Discussing his new book Eating Animals, newly converted vegetarian Jonathan Safran Foer tells New York Magazine that he didn't appreciate Anthony Bourdain's tone during a recent Larry King segment in which they debated the question “Is Meat Safe?”
“We were backstage in the green room and he was saying factory farming is the worst blight in America right now,” says Foer. “In fact, I'd say he agreed with everything in my book. Then we get on the show and he says he thinks humans are designed to eat stupid little animals. Now, that annoys me. I find that disappointing — that his shtick is much more important to him than what he knows to be right.”
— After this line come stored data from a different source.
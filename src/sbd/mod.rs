//! SBD framing recognition and the ACARS application layer.

pub mod acars;
pub mod extract;
pub mod output;

pub use acars::{parse_acars, AcarsError, AcarsMessage};
pub use extract::SbdReassembler;
pub use output::{AcarsClock, AcarsOutput};
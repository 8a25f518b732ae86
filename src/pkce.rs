//! RFC 7636 (PKCE) verifier and challenge generation.

// std
use std::fmt::Write;
// crates.io
use base64::{Engine as _, engine::general_purpose::URL_SAFE_NO_PAD};
use rand::Rng;
use sha2::{Digest, Sha256};
// self
use crate::_prelude::*;

const VERIFIER_ENTROPY_BYTES: usize = 22;

/// Supported PKCE challenge methods.
#[derive(Clone, Copy, Debug, PartialEq, Eq)]
pub enum CodeChallengeMethod {
	/// SHA-256 based PKCE (RFC 7636 S256).
	S256,
}
impl CodeChallengeMethod {
	/// Returns the RFC 7636 identifier for the challenge method.
	pub fn as_str(self) -> &'static str {
		match self {
			CodeChallengeMethod::S256 => "S256",
		}
	}
}

/// A verifier plus its derived challenge, generated together per authorization attempt.
#[derive(Clone)]
pub struct PkcePair {
	verifier: String,
	challenge: String,
	method: CodeChallengeMethod,
}
impl PkcePair {
	/// Generates a fresh verifier and derives its S256 challenge.
	pub fn generate() -> Self {
		let verifier = code_verifier();
		let challenge = code_challenge(&verifier);

		Self { verifier, challenge, method: CodeChallengeMethod::S256 }
	}

	/// The secret verifier sent to the token endpoint as `code_verifier`.
	pub fn verifier(&self) -> &str {
		&self.verifier
	}

	/// The public challenge sent to the authorization endpoint as `code_challenge`.
	pub fn challenge(&self) -> &str {
		&self.challenge
	}

	/// PKCE challenge method (currently always `S256`).
	pub fn method(&self) -> CodeChallengeMethod {
		self.method
	}
}
impl Debug for PkcePair {
	fn fmt(&self, f: &mut Formatter) -> FmtResult {
		f.debug_struct("PkcePair")
			.field("verifier", &"<redacted>")
			.field("challenge", &self.challenge)
			.field("method", &self.method)
			.finish()
	}
}

/// Generates a high-entropy code verifier: 22 random bytes rendered as 44 lowercase hex chars.
pub fn code_verifier() -> String {
	let mut bytes = [0_u8; VERIFIER_ENTROPY_BYTES];

	rand::rng().fill(&mut bytes[..]);

	bytes.iter().fold(String::with_capacity(VERIFIER_ENTROPY_BYTES * 2), |mut buf, byte| {
		let _ = write!(buf, "{byte:02x}");

		buf
	})
}

/// Derives the S256 challenge: base64url-unpadded SHA-256 of the verifier's UTF-8 bytes.
pub fn code_challenge(verifier: &str) -> String {
	URL_SAFE_NO_PAD.encode(Sha256::digest(verifier.as_bytes()))
}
Actually, if you play back the tape, Bourdain seemed pretty penitent during this part of the back-and-forth:
That said, we may be designed to eat meat. We are not designed to eat fecal coliform bacteria. I think the standard practices of outfits like Cargill and some of the larger meat processors and grinders in this country are unconscionable and border on the criminal ... I think certainly we could eat better in this country. It would probably not be a bad thing if we ate less meat, if the ratio of animal protein to vegetables changed along the lines of the Chinese model.
That's certainly a different tact from previous statements like, “I don't think the personal health and purity of my colon is that important compared to pleasure,” and “as a chef, I'm not your dietitian or your ethicist.” We wonder why Bourdain didn't go far enough for Foer — can't a man like meat while also disliking factory farming?